Provate a mettervi nei panni di un giovanotto che l’unica volta che è entrato a San Siro è stato da militare, di ronda, una domenica stracca e nebbiosa.
Provate a mettervi nei panni di un uomo che, al lunedì, salta a piè pari le pagine sportive e passa direttamente dalla politica estera agli spettacoli.
Come darvi torto se, disgustati, avete già abbandonato queste righe per passare al prossimo articolo? Ma se per caso avete trovato il coraggio di continuare, provateci a mettere lo stesso uomo – così totalmente vergine di calcio – in mezzo a uno dei massacri più feroci, orrendi e crudeli di questi ultimi tempi, che pure di massacri feroci, orrendi e crudeli sono stati prodighi: quello di Timor Est.
Immaginate che, nei giorni peggiori della crisi, mentre le milizie e i soldati indonesiani uccidono a colpi di machete e di fucile uomini, donne e bambini innocenti, quest’uomo – che per sbaglio fa il giornalista – grazie a una serie incredibile di colpi di fortuna, riesca a essere invitato nel bunker dove, protetto dai servizi segreti britannici e dalla sua guardia del corpo personale, vive e lavora il capo carismatico di una lotta che è durata ventiquattro anni.
Immaginate che effetto fa trovarsi di fronte a Xanana Gusmão, comandante del FALIN-TIL (Fronte armato di liberazione di Timor Est), sedici anni di guerriglia nella giungla e otto di carcere duro nelle prigioni indonesiane, prossimo presidente della Repubblica. Forse comprenderete (ma chissà se perdonerete) come, di fronte a una certa domanda, questo giornalista sia rimasto come uno stoccafisso.
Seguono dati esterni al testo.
//! Upstream API clients and the failure taxonomy they share.
//!
//! Every public data provider is wrapped in a thin client implementing
//! [`Upstream`]: take validated parameters, return a flat sequence of
//! [`Record`]s, or fail with one [`FetchError`] kind. The coordinator
//! depends only on this contract; no protocol detail leaks past this module.
//!
//! # Submodules
//!
//! - [`molit`] — MOLIT RTMS actual-transaction endpoints (flat XML, paged).
//! - [`ecos`] — Bank of Korea ECOS statistics (path-segment URLs, JSON).
//! - [`regions`] — the odcloud legal district code table (paged JSON).
//! - [`retry`] — exponential backoff for the retriable failure kinds.
//! - [`xml`] — a minimal scanner for the flat `<item>` payloads RTMS emits.

pub mod ecos;
pub mod molit;
pub mod regions;
pub mod retry;
pub mod xml;

use crate::Record;
use std::collections::BTreeMap;
use std::future::Future;
use std::pin::Pin;
use thiserror::Error;

pub use ecos::EcosUpstream;
pub use molit::MolitUpstream;
pub use regions::RegionCodeUpstream;
pub use retry::RetryConfig;

// ── Failure taxonomy ───────────────────────────────────────────────

/// What went wrong talking to (or validating input for) an upstream API.
///
/// Retriability is a property of the kind, not the message: rate limits and
/// transient network faults are worth retrying with backoff, while bad
/// parameters, bad credentials, and malformed payloads are not (a retry
/// of a malformed response rarely returns a well-formed one).
#[derive(Debug, Error)]
pub enum FetchError {
    /// Missing or malformed request parameters. Raised before any cache or
    /// network access.
    #[error("invalid parameters: {0}")]
    Validation(String),

    /// Missing, expired, or rejected credential.
    #[error("authentication failed: {0}")]
    Auth(String),

    /// The provider throttled us.
    #[error("rate limited: {0}")]
    RateLimited(String),

    /// The request exceeded the configured timeout.
    #[error("request timed out: {0}")]
    Timeout(String),

    /// Connection-level or 5xx failure.
    #[error("network error: {0}")]
    Network(String),

    /// The response arrived but could not be interpreted.
    #[error("malformed upstream response: {0}")]
    Malformed(String),
}

impl FetchError {
    /// Whether a retry with backoff has any chance of succeeding.
    pub fn is_retryable(&self) -> bool {
        matches!(
            self,
            FetchError::RateLimited(_) | FetchError::Timeout(_) | FetchError::Network(_)
        )
    }

    /// Short kind label for logs and error envelopes.
    pub fn kind(&self) -> &'static str {
        match self {
            FetchError::Validation(_) => "validation",
            FetchError::Auth(_) => "auth",
            FetchError::RateLimited(_) => "rate-limit",
            FetchError::Timeout(_) => "timeout",
            FetchError::Network(_) => "network",
            FetchError::Malformed(_) => "malformed-response",
        }
    }

    /// Classify a transport-level `reqwest` failure.
    pub fn from_transport(e: reqwest::Error) -> Self {
        if e.is_timeout() {
            FetchError::Timeout(e.to_string())
        } else {
            FetchError::Network(format!("request failed: {e}"))
        }
    }

    /// Classify a non-success HTTP status.
    pub fn from_status(status: reqwest::StatusCode, body: &str) -> Self {
        let snippet: String = body.chars().take(200).collect();
        if status == reqwest::StatusCode::UNAUTHORIZED || status == reqwest::StatusCode::FORBIDDEN {
            FetchError::Auth(format!("HTTP {status}: {snippet}"))
        } else if status == reqwest::StatusCode::TOO_MANY_REQUESTS {
            FetchError::RateLimited(format!("HTTP {status}: {snippet}"))
        } else if status.is_server_error() {
            FetchError::Network(format!("HTTP {status}: {snippet}"))
        } else {
            FetchError::Malformed(format!("HTTP {status}: {snippet}"))
        }
    }
}

// ── Upstream contract ──────────────────────────────────────────────

/// Boxed future returned by [`Upstream::fetch`].
///
/// Type alias to keep the trait dyn-compatible, same shape as the tool
/// execution futures in [`crate::tools`].
pub type FetchFuture<'a> = Pin<Box<dyn Future<Output = Result<Vec<Record>, FetchError>> + Send + 'a>>;

/// A data provider queried on cache miss.
///
/// `params` arrive already validated and canonicalized (sorted names) from
/// the key deriver. An empty record set is a valid success: "no transactions
/// this month" is data, not a failure.
pub trait Upstream: Send + Sync {
    fn fetch(&self, params: &BTreeMap<String, String>) -> FetchFuture<'_>;
}

#[cfg(test)]
mod tests {
    use super::*;

    #[test]
    fn retryable_kinds() {
        assert!(FetchError::RateLimited("429".into()).is_retryable());
        assert!(FetchError::Timeout("30s".into()).is_retryable());
        assert!(FetchError::Network("reset".into()).is_retryable());
    }

    #[test]
    fn non_retryable_kinds() {
        assert!(!FetchError::Validation("bad code".into()).is_retryable());
        assert!(!FetchError::Auth("bad key".into()).is_retryable());
        assert!(!FetchError::Malformed("not xml".into()).is_retryable());
    }

    #[test]
    fn status_classification() {
        use reqwest::StatusCode;
        assert!(matches!(
            FetchError::from_status(StatusCode::UNAUTHORIZED, ""),
            FetchError::Auth(_)
        ));
        assert!(matches!(
            FetchError::from_status(StatusCode::TOO_MANY_REQUESTS, ""),
            FetchError::RateLimited(_)
        ));
        assert!(matches!(
            FetchError::from_status(StatusCode::BAD_GATEWAY, ""),
            FetchError::Network(_)
        ));
        assert!(matches!(
            FetchError::from_status(StatusCode::NOT_FOUND, ""),
            FetchError::Malformed(_)
        ));
    }

    #[test]
    fn kind_labels_are_stable() {
        assert_eq!(FetchError::Timeout("t".into()).kind(), "timeout");
        assert_eq!(
            FetchError::Malformed("m".into()).kind(),
            "malformed-response"
        );
    }
}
Ecco come sono andate le cose. È notte fonda, ma nel bunker senza finestre dell’ambasciata britannica la luce non cambia mai: è sempre quella senz’anima dei neon incassati nel soffitto. Xanana Gusmão si accende un’altra sigaretta, mentendo spudoratamente a se stesso: «Ok, questa è l’ultima e poi a letto». Si allunga su una poltrona, mette i piedi sul tavolino, tira una lunga boccata e fa un sorriso stanco. Non indossa più la mimetica del guerrigliero, e neppure il camisaccio di cotone grezzo del carcerato: solo un paio di jeans e una camicia azzurra. È minuto, intenso, gli occhi neri e mobili alternano momenti di riflessione profonda a lampi d’allegria. Quando si appassiona parla con tutto il corpo, spalanca gli occhi, li alza al soffitto, ti scruta, ammicca, allarga le braccia, alza le spalle, inclina la testa, ti avvolge con un sorriso caldo e contagioso.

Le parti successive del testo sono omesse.